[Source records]
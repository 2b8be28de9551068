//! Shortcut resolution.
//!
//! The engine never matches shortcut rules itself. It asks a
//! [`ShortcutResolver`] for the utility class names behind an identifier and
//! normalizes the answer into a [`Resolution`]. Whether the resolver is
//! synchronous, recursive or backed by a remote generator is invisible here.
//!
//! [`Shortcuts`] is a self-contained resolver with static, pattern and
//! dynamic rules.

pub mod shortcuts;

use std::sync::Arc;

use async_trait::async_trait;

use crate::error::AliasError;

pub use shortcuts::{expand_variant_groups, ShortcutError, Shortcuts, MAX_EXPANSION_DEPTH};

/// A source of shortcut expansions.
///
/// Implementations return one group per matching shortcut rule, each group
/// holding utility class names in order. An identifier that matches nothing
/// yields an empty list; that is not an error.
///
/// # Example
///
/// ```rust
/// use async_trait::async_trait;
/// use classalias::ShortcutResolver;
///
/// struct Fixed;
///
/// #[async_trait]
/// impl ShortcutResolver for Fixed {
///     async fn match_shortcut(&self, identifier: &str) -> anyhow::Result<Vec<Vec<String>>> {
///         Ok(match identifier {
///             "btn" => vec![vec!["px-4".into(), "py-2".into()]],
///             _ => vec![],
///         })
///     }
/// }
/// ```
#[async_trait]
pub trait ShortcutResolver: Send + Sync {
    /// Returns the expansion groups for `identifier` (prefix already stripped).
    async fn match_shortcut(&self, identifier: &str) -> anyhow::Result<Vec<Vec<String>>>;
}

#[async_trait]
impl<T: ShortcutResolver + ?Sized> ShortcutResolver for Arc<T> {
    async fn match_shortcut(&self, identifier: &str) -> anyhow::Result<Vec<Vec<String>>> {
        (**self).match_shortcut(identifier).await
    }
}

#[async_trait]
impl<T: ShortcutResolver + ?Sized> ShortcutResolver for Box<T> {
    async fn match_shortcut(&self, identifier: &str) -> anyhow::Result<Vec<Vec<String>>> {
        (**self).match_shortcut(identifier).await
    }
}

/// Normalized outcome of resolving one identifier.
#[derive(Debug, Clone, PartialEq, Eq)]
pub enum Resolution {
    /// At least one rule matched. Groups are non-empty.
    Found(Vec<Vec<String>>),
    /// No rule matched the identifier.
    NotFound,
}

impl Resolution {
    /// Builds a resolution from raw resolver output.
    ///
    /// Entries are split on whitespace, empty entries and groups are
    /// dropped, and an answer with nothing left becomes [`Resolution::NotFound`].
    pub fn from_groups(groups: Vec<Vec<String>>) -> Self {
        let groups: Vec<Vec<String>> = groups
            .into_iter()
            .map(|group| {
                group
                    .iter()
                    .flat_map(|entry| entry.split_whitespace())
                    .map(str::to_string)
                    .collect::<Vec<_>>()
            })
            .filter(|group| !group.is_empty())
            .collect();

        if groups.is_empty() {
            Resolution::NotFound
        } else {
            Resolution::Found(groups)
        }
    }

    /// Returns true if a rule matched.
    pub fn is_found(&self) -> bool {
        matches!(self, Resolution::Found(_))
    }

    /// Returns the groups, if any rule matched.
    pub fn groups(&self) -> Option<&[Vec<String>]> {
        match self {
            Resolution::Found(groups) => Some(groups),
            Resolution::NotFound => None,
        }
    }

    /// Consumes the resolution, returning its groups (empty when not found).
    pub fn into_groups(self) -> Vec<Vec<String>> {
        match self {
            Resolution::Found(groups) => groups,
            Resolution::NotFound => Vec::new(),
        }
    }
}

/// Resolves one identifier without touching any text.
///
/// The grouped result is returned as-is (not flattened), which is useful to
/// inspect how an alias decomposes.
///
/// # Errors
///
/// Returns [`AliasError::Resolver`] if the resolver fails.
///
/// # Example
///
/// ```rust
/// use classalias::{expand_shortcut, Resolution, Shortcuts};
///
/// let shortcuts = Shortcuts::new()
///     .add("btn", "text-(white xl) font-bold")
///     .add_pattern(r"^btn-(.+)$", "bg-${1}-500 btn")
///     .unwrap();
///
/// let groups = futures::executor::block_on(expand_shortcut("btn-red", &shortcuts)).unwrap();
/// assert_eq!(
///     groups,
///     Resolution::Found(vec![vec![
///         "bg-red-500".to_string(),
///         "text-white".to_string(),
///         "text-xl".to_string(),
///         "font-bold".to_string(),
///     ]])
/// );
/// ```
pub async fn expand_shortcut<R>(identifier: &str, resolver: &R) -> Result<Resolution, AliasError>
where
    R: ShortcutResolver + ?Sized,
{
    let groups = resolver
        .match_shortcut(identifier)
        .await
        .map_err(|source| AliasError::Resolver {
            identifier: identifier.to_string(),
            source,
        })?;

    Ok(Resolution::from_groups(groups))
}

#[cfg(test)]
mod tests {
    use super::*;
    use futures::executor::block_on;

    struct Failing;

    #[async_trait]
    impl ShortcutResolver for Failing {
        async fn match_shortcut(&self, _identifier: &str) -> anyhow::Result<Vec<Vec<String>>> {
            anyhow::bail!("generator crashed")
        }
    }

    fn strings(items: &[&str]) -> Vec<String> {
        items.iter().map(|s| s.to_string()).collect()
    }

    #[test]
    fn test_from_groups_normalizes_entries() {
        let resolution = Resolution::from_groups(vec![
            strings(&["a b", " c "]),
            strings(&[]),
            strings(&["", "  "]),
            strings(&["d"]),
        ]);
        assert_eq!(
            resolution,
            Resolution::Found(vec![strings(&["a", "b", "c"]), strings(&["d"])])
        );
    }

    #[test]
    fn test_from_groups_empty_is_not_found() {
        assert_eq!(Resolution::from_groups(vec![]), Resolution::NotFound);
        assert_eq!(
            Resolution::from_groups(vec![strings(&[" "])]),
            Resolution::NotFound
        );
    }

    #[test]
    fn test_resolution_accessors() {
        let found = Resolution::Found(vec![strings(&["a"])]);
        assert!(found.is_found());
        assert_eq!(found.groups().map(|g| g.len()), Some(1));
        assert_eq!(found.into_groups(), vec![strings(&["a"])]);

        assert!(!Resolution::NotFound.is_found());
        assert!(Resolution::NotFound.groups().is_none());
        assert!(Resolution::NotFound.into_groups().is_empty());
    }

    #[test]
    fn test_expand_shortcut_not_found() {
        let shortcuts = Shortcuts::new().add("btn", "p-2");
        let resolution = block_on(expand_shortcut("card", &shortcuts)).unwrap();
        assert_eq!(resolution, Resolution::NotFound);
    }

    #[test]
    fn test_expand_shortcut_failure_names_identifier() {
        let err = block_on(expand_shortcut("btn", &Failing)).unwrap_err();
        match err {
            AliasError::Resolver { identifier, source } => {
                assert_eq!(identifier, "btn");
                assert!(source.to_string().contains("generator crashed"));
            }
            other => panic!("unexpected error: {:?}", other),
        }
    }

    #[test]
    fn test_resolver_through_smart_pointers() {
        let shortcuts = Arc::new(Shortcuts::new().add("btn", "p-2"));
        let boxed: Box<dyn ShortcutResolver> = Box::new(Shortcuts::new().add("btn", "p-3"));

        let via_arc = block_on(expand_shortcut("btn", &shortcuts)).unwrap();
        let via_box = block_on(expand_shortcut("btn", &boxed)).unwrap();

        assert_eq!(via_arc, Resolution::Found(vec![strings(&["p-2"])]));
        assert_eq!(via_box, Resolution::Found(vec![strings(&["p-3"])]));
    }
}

_Your task_
Given the records above, restate word for word only the lines starting at the one with "matched the identifier." and ending at the one with "pub fn from_groups(groups: Vec<Vec<String>>)".

_Task output_
    /// No rule matched the identifier.
    NotFound,
}

impl Resolution {
    /// Builds a resolution from raw resolver output.
    ///
    /// Entries are split on whitespace, empty entries and groups are
    /// dropped, and an answer with nothing left becomes [`Resolution::NotFound`].
    pub fn from_groups(groups: Vec<Vec<String>>) -> Self {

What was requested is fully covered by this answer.